Potential frames are everywhere, from the obvious windows and doorways, to using an overhanging branch, shooting though a person’s legs or utilising the interplay of light and shadow.

When employing framing, focus can be an issue: as soon as you introduce more than one element into a picture, you have to ensure the camera focuses on the correct one.

To do this, wrestle control back from your camera – choose the active focus point in the viewfinder yourself and place it over the element that you want to be in focus.

Sorting exposure can be more tricky. If there is a large area of shady frame, this can fool your camera into overexposing the rest of the picture. Counter this by using a spot meter (if your camera has one) or manually working out the exposure for the lit areas of the image.
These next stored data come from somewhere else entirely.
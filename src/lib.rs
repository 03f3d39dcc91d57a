//! # Cable Search
//!
//! Parallel local search for the device order that minimizes total cable
//! length in a linear rack.
//!
//! This crate provides:
//! - A validated problem [`Instance`](instance::Instance) with an exact,
//!   overflow-free evaluator: `Σ cables * |pos(a) - pos(b)|`.
//! - Permutation [`Candidate`](candidate::Candidate)s with pairwise-swap
//!   perturbation and uniform reshuffling.
//! - A mutex-guarded shared best that workers reconcile against on a fixed,
//!   drift-free cadence.
//! - A coordinator that runs one greedy hill-climbing (or random-sampling)
//!   worker per thread, with periodic diversifying or intensifying restarts.
//!
//! ## Quick Start
//!
//! ```no_run
//! use std::time::Duration;
//! use cable_search::prelude::*;
//!
//! let instance = Instance::sample().unwrap();
//! let cfg = SearchConfig {
//!     max_time: Duration::from_secs(10),
//!     seed: Some(12345),
//!     ..Default::default()
//! };
//! let print = |e: &ProgressEvent| println!("{}", ProgressLine(e));
//! let outcome = run_search(&instance, &cfg, &print).unwrap();
//! println!("{}", Summary(&outcome));
//! ```
//!
//! ## Validating the Evaluator
//!
//! ```
//! use cable_search::validate::validate_known_instances;
//!
//! validate_known_instances().expect("bundled checks should pass");
//! ```
//!
//! ## Working with Instances Directly
//!
//! ```
//! use cable_search::prelude::*;
//!
//! let rack = Instance::parse("A B 2\nB C 1\nA D 3\n").unwrap();
//! assert_eq!(rack.item_count(), 4);
//!
//! // `order[position] = item`
//! let abcd = Candidate::from_order(vec![0, 1, 2, 3]).unwrap();
//! let dabc = Candidate::from_order(vec![3, 0, 1, 2]).unwrap();
//! assert_eq!(rack.score(&abcd), 12);
//! assert_eq!(rack.score(&dabc), 6);
//! assert_eq!(dabc.to_string(), "DABC");
//! ```
//!
//! ## Modules
//!
//! - [`instance`]: Instances, the evaluator, parsing and item labels.
//! - [`candidate`]: Orderings and the perturb/fresh generators.
//! - [`shared`]: The lock-guarded shared best and its reconciliation rule.
//! - [`worker`]: The per-thread search loop.
//! - [`search`]: The coordinator.
//! - [`report`]: Progress table and summary formatting.
//! - [`config`]: Configuration, config files and command-line flags.
//! - [`validate`]: Deterministic self-checks.

#![forbid(unsafe_code)]
#![warn(missing_docs)]
#![warn(clippy::all)]
#![warn(clippy::pedantic)]
#![warn(clippy::cargo)]
#![allow(clippy::must_use_candidate)]
#![allow(clippy::module_name_repetitions)]
#![allow(clippy::cast_possible_truncation)]
#![allow(clippy::cast_sign_loss)]
#![allow(clippy::cast_precision_loss)]
#![allow(clippy::doc_markdown)]
#![allow(clippy::multiple_crate_versions)] // Cargo.lock management is external

pub mod candidate;
pub mod config;
pub mod error;
pub mod instance;
pub mod logging;
pub mod report;
pub mod search;
pub mod shared;
pub mod validate;
pub mod worker;

pub use error::{Error, Result};

/// Re-export commonly used types for convenience.
pub mod prelude {
    pub use crate::candidate::Candidate;
    pub use crate::config::{SearchConfig, Strategy};
    pub use crate::error::{Error, Result};
    pub use crate::instance::{Instance, Relation};
    pub use crate::report::{ProgressLine, Summary};
    pub use crate::search::{SearchOutcome, run_search};
    pub use crate::shared::ProgressEvent;
    pub use crate::validate::validate_known_instances;
}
Often the contrast between light and shadow areas will be too great to balance in a single frame. You could use a fill-in flash to light the inside of a building so that it matches the brightness of the outside, or take two different exposures and combine them in Photoshop.
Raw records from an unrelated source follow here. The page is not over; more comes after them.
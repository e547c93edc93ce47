//! Formatting utilities for terminal output

use crate::core::{Pattern, Word};
use colored::Colorize;

/// Render a guess with each letter colored by its feedback state
///
/// Exact letters are green, present letters yellow, absent letters dimmed.
#[must_use]
pub fn colorize_guess(guess: &Word, pattern: Pattern) -> String {
    let states = pattern.states();
    guess
        .text()
        .to_uppercase()
        .chars()
        .zip(states)
        .map(|(ch, state)| match state {
            2 => ch.to_string().bright_green().bold().to_string(),
            1 => ch.to_string().bright_yellow().bold().to_string(),
            _ => ch.to_string().bright_black().to_string(),
        })
        .collect()
}

/// One-line legend explaining the feedback alphabet
#[must_use]
pub fn feedback_legend() -> String {
    format!(
        "Enter feedback as {} letters: {}=exact, {}=present, {}=absent",
        crate::core::WORD_LEN,
        "g".bright_green().bold(),
        "y".bright_yellow().bold(),
        "b".bright_black().bold(),
    )
}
However, it’s easiest to use composition to mitigate the problem: simply decide upon what the most important element is, expose for that and then compose so the image isn’t dominated by the corresponding area of light or shadow.

Vary the focal length to change the frame

Photographing the Taj Mahal at dawn (above), I was struck by the reeds and trees opposite and shot with them framing the Taj to create a picture with a more interesting foreground. I accentuated the suggestion of the frame by shooting from a distance with a telephoto lens to make the reeds and the Taj appear closer together. Shooting a frame with a wide angle lens will make the thing through the frame looker smaller and further away.

Steve’s plus handy hints

1. Maximum depth of field

Sometimes you will want both the background and the frame in focus, as there is a necessary detail in each. Careful choosing of the focus point and using a small aperture such as f11 will help keep both sharp.

2. Frame a crowd

Crowds cause composition problems, as the picture’s edge usually ends up cutting someone in half. Use something (a balcony, for example) to frame the picture, so it cuts any people, not me. You can also use pillars or windows in this way.

3. Frames are everywhere

It’s easy to find a frame with a little imagination – and by altering your viewpoint. Frames are not just visual devices, they can also be used to create relationships between the subjects in your picture.

The 3 rules of shooting better snapshots

1. If you only remember one thing...

Framing devices, whether real or virtual, can be found in many guises. Keep your eyes open: maybe look behind as you prepare to take a picture, or try crouching down to shoot from a different viewpoint.

2. Tech tip...

You probably won’t be able to get both subject and frame in focus due to the depth of field. Decide which is the most important to have sharp, and then move the focus point to focus on the correct area.

3. One for the kitbag...

The great thing about focusing on your composition and framing is that you don’t need any extra equipment – just your own creativity and imagination!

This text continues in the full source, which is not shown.